SES AI Stock Soars Nearly 22% on Thursday - Here’s What Ignited the Rally
SES AI just pulled off a jaw-dropping market move—surging nearly 22% in a single session. Investors piled in as breakthrough battery tech rumors swirled, signaling a potential game-changer for electric vehicles and energy storage.
What Drove the Frenzy?
Speculation hit fever pitch around next-gen lithium-metal prototypes—promising longer range, faster charging, and lower costs. No official data drop yet, but sometimes the market trades on hype first and asks questions later. Classic Wall Street: betting big on what might be, not what is.
Why It Matters Now
If SES delivers, it could disrupt the entire EV supply chain—and leave legacy battery players scrambling. But until those prototypes hit mass production, enjoy the volatility. After all, nothing gets traders more excited than a good old-fashioned maybe.
Jolting the market with an update
Before market open that morning, SES AI had announced that its deal to purchase China's UZ Energy had been completed. The two companies agreed at the end of July to a deal in which the American company WOULD pay roughly $25.5 million, not taking into account a potential earnout adjustment based on financial performance.

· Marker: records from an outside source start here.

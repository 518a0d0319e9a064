//! Tokenizer for computed-tag expressions.

use super::ExprError;

#[derive(Debug, Clone, PartialEq)]
pub(crate) enum Token {
    Ident(String),
    Number(f64),
    Str(String),
    True,
    False,
    LParen,
    RParen,
    Comma,
    Not,
    And,
    Or,
    Eq,
    Ne,
    Lt,
    Le,
    Gt,
    Ge,
}

/// Split an expression into tokens.
///
/// Identifiers are `[A-Za-z_][A-Za-z0-9_]*`; `true`/`false` are keywords.
/// String literals accept single or double quotes with no escape sequences —
/// tag values never need them.
pub(crate) fn tokenize(expression: &str) -> Result<Vec<Token>, ExprError> {
    let mut tokens = Vec::new();
    let mut chars = expression.char_indices().peekable();

    while let Some(&(pos, c)) = chars.peek() {
        match c {
            ' ' | '\t' | '\r' | '\n' => {
                chars.next();
            }
            '(' => {
                chars.next();
                tokens.push(Token::LParen);
            }
            ')' => {
                chars.next();
                tokens.push(Token::RParen);
            }
            ',' => {
                chars.next();
                tokens.push(Token::Comma);
            }
            '!' => {
                chars.next();
                if chars.peek().is_some_and(|&(_, n)| n == '=') {
                    chars.next();
                    tokens.push(Token::Ne);
                } else {
                    tokens.push(Token::Not);
                }
            }
            '=' => {
                chars.next();
                if chars.peek().is_some_and(|&(_, n)| n == '=') {
                    chars.next();
                    tokens.push(Token::Eq);
                } else {
                    return Err(ExprError::UnexpectedChar { ch: '=', pos });
                }
            }
            '<' => {
                chars.next();
                if chars.peek().is_some_and(|&(_, n)| n == '=') {
                    chars.next();
                    tokens.push(Token::Le);
                } else {
                    tokens.push(Token::Lt);
                }
            }
            '>' => {
                chars.next();
                if chars.peek().is_some_and(|&(_, n)| n == '=') {
                    chars.next();
                    tokens.push(Token::Ge);
                } else {
                    tokens.push(Token::Gt);
                }
            }
            '&' => {
                chars.next();
                if chars.peek().is_some_and(|&(_, n)| n == '&') {
                    chars.next();
                    tokens.push(Token::And);
                } else {
                    return Err(ExprError::UnexpectedChar { ch: '&', pos });
                }
            }
            '|' => {
                chars.next();
                if chars.peek().is_some_and(|&(_, n)| n == '|') {
                    chars.next();
                    tokens.push(Token::Or);
                } else {
                    return Err(ExprError::UnexpectedChar { ch: '|', pos });
                }
            }
            '"' | '\'' => {
                let quote = c;
                chars.next();
                let mut literal = String::new();
                loop {
                    match chars.next() {
                        Some((_, ch)) if ch == quote => break,
                        Some((_, ch)) => literal.push(ch),
                        None => return Err(ExprError::UnterminatedString),
                    }
                }
                tokens.push(Token::Str(literal));
            }
            c if c.is_ascii_digit() => {
                let mut literal = String::new();
                while let Some(&(_, ch)) = chars.peek() {
                    if ch.is_ascii_digit() || ch == '.' {
                        literal.push(ch);
                        chars.next();
                    } else {
                        break;
                    }
                }
                let value = literal
                    .parse::<f64>()
                    .map_err(|_| ExprError::InvalidNumber { literal: literal.clone() })?;
                tokens.push(Token::Number(value));
            }
            c if c.is_ascii_alphabetic() || c == '_' => {
                let mut ident = String::new();
                while let Some(&(_, ch)) = chars.peek() {
                    if ch.is_ascii_alphanumeric() || ch == '_' {
                        ident.push(ch);
                        chars.next();
                    } else {
                        break;
                    }
                }
                tokens.push(match ident.as_str() {
                    "true" => Token::True,
                    "false" => Token::False,
                    _ => Token::Ident(ident),
                });
            }
            other => return Err(ExprError::UnexpectedChar { ch: other, pos }),
        }
    }

    Ok(tokens)
}

#[cfg(test)]
mod tests {
    use super::*;

    #[test]
    fn tokenizes_operators_and_idents() {
        let tokens = tokenize("!auth && Count(a, b) >= 2").unwrap();
        assert_eq!(
            tokens,
            vec![
                Token::Not,
                Token::Ident("auth".into()),
                Token::And,
                Token::Ident("Count".into()),
                Token::LParen,
                Token::Ident("a".into()),
                Token::Comma,
                Token::Ident("b".into()),
                Token::RParen,
                Token::Ge,
                Token::Number(2.0),
            ]
        );
    }

    #[test]
    fn tokenizes_string_literals_with_either_quote() {
        assert_eq!(
            tokenize("framework == \"mvc\"").unwrap().last(),
            Some(&Token::Str("mvc".into()))
        );
        assert_eq!(
            tokenize("framework == 'mvc'").unwrap().last(),
            Some(&Token::Str("mvc".into()))
        );
    }

    #[test]
    fn rejects_single_ampersand() {
        assert!(matches!(
            tokenize("a & b"),
            Err(ExprError::UnexpectedChar { ch: '&', .. })
        ));
    }

    #[test]
    fn rejects_unterminated_string() {
        assert!(matches!(
            tokenize("name == \"oops"),
            Err(ExprError::UnterminatedString)
        ));
    }
}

Image source: Getty Images.
UZ Energy specializes in energy storage systems (ESS), which, as the name implies, are technologies that capture and retain energy for later use. The company's products are intended for industrial and commercial clients. At the time the acquisition was agreed upon, its deployments had reached over 500 megawatt-hours of storage, SES AI said.
In its press release divulging the news, SES AI quoted founder and CEO Qichao Hu as saying that the deal "accelerates our growth strategy by leveraging UZ's strong marketing team and hardware platform to expand our market share in the global $300 billion ESS market, especially in the United States."
Destination: Data centers
One obvious customer demographic for SES AI's new busness is data centers, which the company said are on course to collectively triple their share of electrical consumption in the U.S. by 2028. Thanks to the proliferation of resource-hungry artificial intelligence technology, the build-out and expansion of data centers has been and will likely continue to be robust.